Along with building coalitions, the MCBA is actively supporting proposed and existing legislation on Capitol Hill preserving medicinal marijuana use and ending prohibition nationally. Later this month, Congress will determine whether to continue the Rohrabacher-Farr amendment, the law prohibiting the Justice Department from prosecuting medical marijuana users and sellers operating legally under state laws. Sessions has been lobbying federal legislators to allow the amendment to expire. “This would give the attorney general a blank check to go after medical marijuana,” Sarah Trumble, of the marijuana advocacy think tank Third Way, told the Los Angeles Times.

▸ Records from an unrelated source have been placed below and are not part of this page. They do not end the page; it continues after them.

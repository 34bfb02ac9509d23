//! Ingestion completion marker
//!
//! A small JSON file next to the collection, written only after a full
//! ingestion pass has been persisted. A populated store without it was
//! interrupted part way.

use chrono::{DateTime, Utc};
use serde::{Deserialize, Serialize};
use std::path::{Path, PathBuf};
use tokio::fs;
use tracing::{debug, warn};

use crate::errors::{RagError, Result};

#[derive(Debug, Clone, Serialize, Deserialize)]
struct MarkerFile {
    collection: String,
    completed_at: DateTime<Utc>,
}

/// Marker file for one collection
#[derive(Debug, Clone)]
pub struct CompletionMarker {
    path: PathBuf,
    collection: String,
}

impl CompletionMarker {
    /// Marker for `collection` under `dir`, tagged with the backend name
    pub fn new(dir: &Path, backend: &str, collection: &str) -> Self {
        Self {
            path: dir.join(format!("{}.{}.complete", collection, backend)),
            collection: collection.to_string(),
        }
    }

    pub fn path(&self) -> &Path {
        &self.path
    }

    /// Whether a readable marker for this collection exists
    pub async fn is_set(&self) -> Result<bool> {
        if !fs::try_exists(&self.path).await.unwrap_or(false) {
            return Ok(false);
        }

        let raw = fs::read_to_string(&self.path)
            .await
            .map_err(|e| self.unavailable("cannot read", e))?;
        match serde_json::from_str::<MarkerFile>(&raw) {
            Ok(marker) => Ok(marker.collection == self.collection),
            Err(e) => {
                warn!(path = %self.path.display(), error = %e, "Ignoring unreadable completion marker");
                Ok(false)
            }
        }
    }

    /// Write or remove the marker
    pub async fn set(&self, complete: bool) -> Result<()> {
        if !complete {
            if fs::try_exists(&self.path).await.unwrap_or(false) {
                fs::remove_file(&self.path)
                    .await
                    .map_err(|e| self.unavailable("cannot remove", e))?;
                debug!(path = %self.path.display(), "Cleared completion marker");
            }
            return Ok(());
        }

        let marker = MarkerFile {
            collection: self.collection.clone(),
            completed_at: Utc::now(),
        };
        let raw = serde_json::to_string_pretty(&marker)?;
        fs::write(&self.path, raw)
            .await
            .map_err(|e| self.unavailable("cannot write", e))?;
        debug!(path = %self.path.display(), "Wrote completion marker");
        Ok(())
    }

    fn unavailable(&self, action: &str, error: std::io::Error) -> RagError {
        RagError::StoreUnavailable(format!("{} {}: {}", action, self.path.display(), error))
    }
}

#[cfg(test)]
mod tests {
    use super::*;
    use tempfile::TempDir;

    #[tokio::test]
    async fn test_set_and_clear() {
        let dir = TempDir::new().unwrap();
        let marker = CompletionMarker::new(dir.path(), "local", "docs");
        assert!(!marker.is_set().await.unwrap());

        marker.set(true).await.unwrap();
        assert!(marker.is_set().await.unwrap());
        assert!(marker.path().ends_with("docs.local.complete"));

        marker.set(false).await.unwrap();
        assert!(!marker.is_set().await.unwrap());
        // Clearing twice is fine
        marker.set(false).await.unwrap();
    }

    #[tokio::test]
    async fn test_garbage_marker_counts_as_unset() {
        let dir = TempDir::new().unwrap();
        let marker = CompletionMarker::new(dir.path(), "local", "docs");
        std::fs::write(marker.path(), "not json").unwrap();
        assert!(!marker.is_set().await.unwrap());
    }
}
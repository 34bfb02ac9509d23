//! Re-ranking of retrieved candidates

pub mod scorer;

pub use scorer::{keyword_boost, EmbeddingRerankStrategy, DEFAULT_KEYWORD_BOOST};
//! Answer synthesis
//!
//! `Compact` packs retrieved passages into as few prompts as the model's
//! context window allows. With one batch a single call answers the query;
//! otherwise each further batch refines the previous answer. Only the last
//! call may stream. `Simple` makes one call with the context cut to fit.
//!
//! When nothing was retrieved the prompt says so and the model answers
//! without document context.

use serde::{Deserialize, Serialize};
use std::fmt;
use std::str::FromStr;
use std::sync::Arc;
use tracing::debug;

use crate::errors::{RagError, Result};
use crate::models::Generator;
use crate::rag::context::ContextBuilder;
use crate::rag::QueryResult;
use crate::store::ScoredChunk;

/// Tokens kept free for the answer, as a fraction of the window
const ANSWER_RESERVE_DIVISOR: usize = 4;

/// Smallest context budget handed to a batch, in tokens
const MIN_CONTEXT_BUDGET: usize = 64;

#[derive(Debug, Clone, Copy, PartialEq, Eq, Default, Serialize, Deserialize)]
#[serde(rename_all = "lowercase")]
pub enum ResponseMode {
    /// Pack context into as few calls as possible, refining across calls
    #[default]
    Compact,
    /// One call, context truncated to fit
    Simple,
}

impl fmt::Display for ResponseMode {
    fn fmt(&self, f: &mut fmt::Formatter<'_>) -> fmt::Result {
        match self {
            ResponseMode::Compact => f.write_str("compact"),
            ResponseMode::Simple => f.write_str("simple"),
        }
    }
}

impl FromStr for ResponseMode {
    type Err = RagError;

    fn from_str(s: &str) -> Result<Self> {
        match s.trim().to_ascii_lowercase().as_str() {
            "compact" => Ok(ResponseMode::Compact),
            "simple" => Ok(ResponseMode::Simple),
            other => Err(RagError::ConfigError(format!(
                "unknown response mode '{}' (expected compact or simple)",
                other
            ))),
        }
    }
}

pub fn qa_prompt(query: &str, context: &str) -> String {
    format!(
        "Context information is below.\n\
         ---------------------\n\
         {}\n\
         ---------------------\n\
         Given the context information and not prior knowledge, answer the query.\n\
         Query: {}\n\
         Answer: ",
        context, query
    )
}

pub fn refine_prompt(query: &str, existing_answer: &str, context: &str) -> String {
    format!(
        "The original query is as follows: {}\n\
         We have provided an existing answer: {}\n\
         We have the opportunity to refine the existing answer (only if needed) with some more context below.\n\
         ------------\n\
         {}\n\
         ------------\n\
         Given the new context, refine the original answer to better answer the query. \
         If the context isn't useful, return the original answer.\n\
         Refined Answer: ",
        query, existing_answer, context
    )
}

pub fn no_context_prompt(query: &str) -> String {
    format!(
        "No relevant context was found in the knowledge base for this query.\n\
         Say so briefly, then answer from general knowledge if you can, \
         making clear the answer does not come from the indexed documents.\n\
         Query: {}\n\
         Answer: ",
        query
    )
}

/// Turns retrieved chunks into an answer
pub struct Synthesizer {
    generator: Arc<dyn Generator>,
    context: ContextBuilder,
}

impl Synthesizer {
    pub fn new(generator: Arc<dyn Generator>) -> Self {
        Self {
            generator,
            context: ContextBuilder::new(),
        }
    }

    pub fn with_context_builder(mut self, context: ContextBuilder) -> Self {
        self.context = context;
        self
    }

    /// Prompt tokens available before the answer reserve
    fn prompt_budget(&self) -> usize {
        let window = self.generator.context_window().max(1);
        window - window / ANSWER_RESERVE_DIVISOR
    }

    /// Context budget left once `template` (the prompt without context) is paid for
    fn context_budget(&self, template: &str) -> usize {
        let overhead = self.context.counter().upper_bound(template);
        self.prompt_budget()
            .saturating_sub(overhead)
            .max(MIN_CONTEXT_BUDGET)
    }

    /// Produce the answer for `query` from `chunks`
    pub async fn synthesize(
        &self,
        query: &str,
        chunks: &[ScoredChunk],
        mode: ResponseMode,
        streaming: bool,
    ) -> Result<QueryResult> {
        if chunks.is_empty() {
            debug!("No context retrieved");
            return self.finish(&no_context_prompt(query), streaming).await;
        }

        let mut passages = self.context.passages(chunks);

        let prompt = match mode {
            ResponseMode::Simple => {
                let budget = self.context_budget(&qa_prompt(query, ""));
                let context = self.context.truncate(&self.context.join(&passages), budget);
                qa_prompt(query, &context)
            }
            ResponseMode::Compact => {
                let budget = self.context_budget(&qa_prompt(query, ""));
                let first = self.context.take_batch(&mut passages, budget);
                let mut prompt = qa_prompt(query, &first);
                let mut calls = 1;

                while !passages.is_empty() {
                    let partial = self.generator.complete(&prompt).await?;
                    let budget = self.context_budget(&refine_prompt(query, &partial, ""));
                    let batch = self.context.take_batch(&mut passages, budget);
                    prompt = refine_prompt(query, &partial, &batch);
                    calls += 1;
                }

                debug!(calls, "Compact synthesis planned");
                prompt
            }
        };

        self.finish(&prompt, streaming).await
    }

    async fn finish(&self, prompt: &str, streaming: bool) -> Result<QueryResult> {
        if streaming && self.generator.supports_streaming() {
            Ok(QueryResult::Streaming(
                self.generator.complete_stream(prompt).await?,
            ))
        } else {
            Ok(QueryResult::Complete(self.generator.complete(prompt).await?))
        }
    }
}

However, U.S. Senator Cory Booker (D-N.J.) has sponsored the farthest-reaching bill yet, that, if adopted, would thwart Sessions’ efforts and legalize marijuana nationwide. “You’ve got Senator Cory Booker and the marijuana justice act that not only ends prohibition but addresses the ills of the drug war,” said Penny, noting that unlike other legislation pushing legalization, Booker’s bill addresses racial disparities as well. “The Minority Cannabis Business Association has endorsed Senator Booker’s bill, and we intend to put on a full court press this year as we move toward legalization.”
But regardless of what happens at the federal level, the American people and the pro-marijuana majority of states they reside in clearly have the momentum in a 21st century war fought not just over land or territory, but what can grow upon it.
“I am optimistic about marijuana in this country,” said Penny, despite the current federal barriers and ongoing racial disparities. Penny predicts a brighter future “as we educate and bring awareness to the opportunities this industry is creating and build a network of minorities that are going to be successful and pave the way for a lot more participation.”